> **What the exercise asks**
Lines from the records below that contain the word "filename" are to be copied out.

++++

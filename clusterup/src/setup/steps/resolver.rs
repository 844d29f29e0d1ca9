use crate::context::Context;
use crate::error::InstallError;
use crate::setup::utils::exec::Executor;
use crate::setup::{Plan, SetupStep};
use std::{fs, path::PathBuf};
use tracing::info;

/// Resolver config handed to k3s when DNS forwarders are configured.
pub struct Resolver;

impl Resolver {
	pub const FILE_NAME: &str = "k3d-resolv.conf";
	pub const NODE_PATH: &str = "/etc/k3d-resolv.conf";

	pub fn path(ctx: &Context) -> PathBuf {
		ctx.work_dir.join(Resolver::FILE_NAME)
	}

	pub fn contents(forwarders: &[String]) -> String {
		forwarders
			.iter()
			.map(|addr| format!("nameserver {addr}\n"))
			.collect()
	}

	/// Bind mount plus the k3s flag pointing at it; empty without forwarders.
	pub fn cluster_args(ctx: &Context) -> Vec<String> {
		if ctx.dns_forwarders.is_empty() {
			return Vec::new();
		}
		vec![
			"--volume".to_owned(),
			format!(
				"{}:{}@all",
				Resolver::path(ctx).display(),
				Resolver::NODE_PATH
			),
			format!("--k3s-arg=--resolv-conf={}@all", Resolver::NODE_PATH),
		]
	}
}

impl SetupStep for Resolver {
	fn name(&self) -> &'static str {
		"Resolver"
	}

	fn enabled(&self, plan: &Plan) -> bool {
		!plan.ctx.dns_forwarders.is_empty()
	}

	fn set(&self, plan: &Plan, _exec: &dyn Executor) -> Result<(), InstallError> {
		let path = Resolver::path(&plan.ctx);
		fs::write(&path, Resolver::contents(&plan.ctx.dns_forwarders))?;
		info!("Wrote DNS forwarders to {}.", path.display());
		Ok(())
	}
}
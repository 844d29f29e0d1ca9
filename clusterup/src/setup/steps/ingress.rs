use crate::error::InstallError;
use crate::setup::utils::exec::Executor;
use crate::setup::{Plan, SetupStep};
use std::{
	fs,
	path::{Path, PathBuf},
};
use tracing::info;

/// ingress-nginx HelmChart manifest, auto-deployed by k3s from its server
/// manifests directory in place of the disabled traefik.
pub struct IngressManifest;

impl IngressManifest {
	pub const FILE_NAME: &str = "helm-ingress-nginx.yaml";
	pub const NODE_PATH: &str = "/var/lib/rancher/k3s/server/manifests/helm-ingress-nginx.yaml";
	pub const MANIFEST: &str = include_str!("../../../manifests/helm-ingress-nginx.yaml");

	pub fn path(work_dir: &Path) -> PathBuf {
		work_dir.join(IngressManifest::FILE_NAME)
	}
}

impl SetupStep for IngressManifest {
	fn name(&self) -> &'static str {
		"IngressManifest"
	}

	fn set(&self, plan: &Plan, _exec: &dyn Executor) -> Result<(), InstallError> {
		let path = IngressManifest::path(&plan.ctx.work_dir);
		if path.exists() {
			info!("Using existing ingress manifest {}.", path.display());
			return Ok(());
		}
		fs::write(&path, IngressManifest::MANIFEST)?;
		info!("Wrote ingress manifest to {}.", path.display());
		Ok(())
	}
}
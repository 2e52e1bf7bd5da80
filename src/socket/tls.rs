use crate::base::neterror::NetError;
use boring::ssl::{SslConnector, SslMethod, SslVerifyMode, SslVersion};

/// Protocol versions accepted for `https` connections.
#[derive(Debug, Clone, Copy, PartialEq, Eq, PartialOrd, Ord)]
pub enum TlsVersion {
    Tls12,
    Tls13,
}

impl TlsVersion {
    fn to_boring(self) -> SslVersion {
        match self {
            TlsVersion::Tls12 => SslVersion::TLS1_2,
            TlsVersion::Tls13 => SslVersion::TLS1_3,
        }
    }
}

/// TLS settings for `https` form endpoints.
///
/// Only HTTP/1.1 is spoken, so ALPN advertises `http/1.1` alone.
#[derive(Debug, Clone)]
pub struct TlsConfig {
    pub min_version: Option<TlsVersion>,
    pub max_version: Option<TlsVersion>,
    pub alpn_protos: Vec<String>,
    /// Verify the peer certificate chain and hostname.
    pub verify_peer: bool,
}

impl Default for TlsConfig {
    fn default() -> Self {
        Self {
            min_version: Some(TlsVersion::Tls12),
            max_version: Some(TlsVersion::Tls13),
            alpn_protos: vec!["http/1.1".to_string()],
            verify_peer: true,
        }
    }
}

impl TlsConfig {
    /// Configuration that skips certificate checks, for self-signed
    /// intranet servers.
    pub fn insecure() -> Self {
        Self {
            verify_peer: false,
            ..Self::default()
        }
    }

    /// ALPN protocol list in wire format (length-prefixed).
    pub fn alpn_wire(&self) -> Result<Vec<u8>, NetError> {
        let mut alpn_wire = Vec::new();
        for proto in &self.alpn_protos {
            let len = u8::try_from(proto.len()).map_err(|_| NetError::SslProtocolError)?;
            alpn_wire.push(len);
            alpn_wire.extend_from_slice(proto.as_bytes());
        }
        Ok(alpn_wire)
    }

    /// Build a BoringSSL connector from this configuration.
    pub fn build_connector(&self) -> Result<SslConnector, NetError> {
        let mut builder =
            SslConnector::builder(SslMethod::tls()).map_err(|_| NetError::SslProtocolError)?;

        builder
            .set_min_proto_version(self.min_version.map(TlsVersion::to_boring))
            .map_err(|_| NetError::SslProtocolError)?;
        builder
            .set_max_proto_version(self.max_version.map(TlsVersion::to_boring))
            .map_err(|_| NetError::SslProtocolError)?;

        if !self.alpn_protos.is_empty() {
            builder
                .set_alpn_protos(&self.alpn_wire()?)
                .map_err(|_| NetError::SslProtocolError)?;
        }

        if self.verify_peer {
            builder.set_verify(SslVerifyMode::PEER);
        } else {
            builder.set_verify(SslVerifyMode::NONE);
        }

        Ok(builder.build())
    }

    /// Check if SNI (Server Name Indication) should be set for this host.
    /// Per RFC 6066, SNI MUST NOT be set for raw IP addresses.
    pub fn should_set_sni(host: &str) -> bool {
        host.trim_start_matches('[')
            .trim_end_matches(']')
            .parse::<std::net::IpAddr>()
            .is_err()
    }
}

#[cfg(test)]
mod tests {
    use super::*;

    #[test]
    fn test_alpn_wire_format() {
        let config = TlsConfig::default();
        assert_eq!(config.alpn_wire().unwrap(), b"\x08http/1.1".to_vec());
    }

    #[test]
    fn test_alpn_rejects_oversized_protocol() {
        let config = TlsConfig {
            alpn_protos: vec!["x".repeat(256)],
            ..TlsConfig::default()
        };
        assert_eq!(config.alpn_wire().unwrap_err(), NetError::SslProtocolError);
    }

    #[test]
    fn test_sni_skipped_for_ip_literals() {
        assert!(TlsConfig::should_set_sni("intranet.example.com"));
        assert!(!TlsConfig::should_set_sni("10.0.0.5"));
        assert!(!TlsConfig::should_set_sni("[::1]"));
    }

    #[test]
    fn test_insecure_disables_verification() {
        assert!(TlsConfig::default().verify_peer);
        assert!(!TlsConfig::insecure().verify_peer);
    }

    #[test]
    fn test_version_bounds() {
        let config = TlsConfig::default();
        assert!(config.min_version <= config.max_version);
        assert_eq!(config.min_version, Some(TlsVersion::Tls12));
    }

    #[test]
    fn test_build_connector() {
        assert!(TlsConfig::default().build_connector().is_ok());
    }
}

++++

> **Task result**
filename clusterup/src/setup/steps/resolver.rs
filename clusterup/src/setup/steps/ingress.rs
filename src/socket/tls.rs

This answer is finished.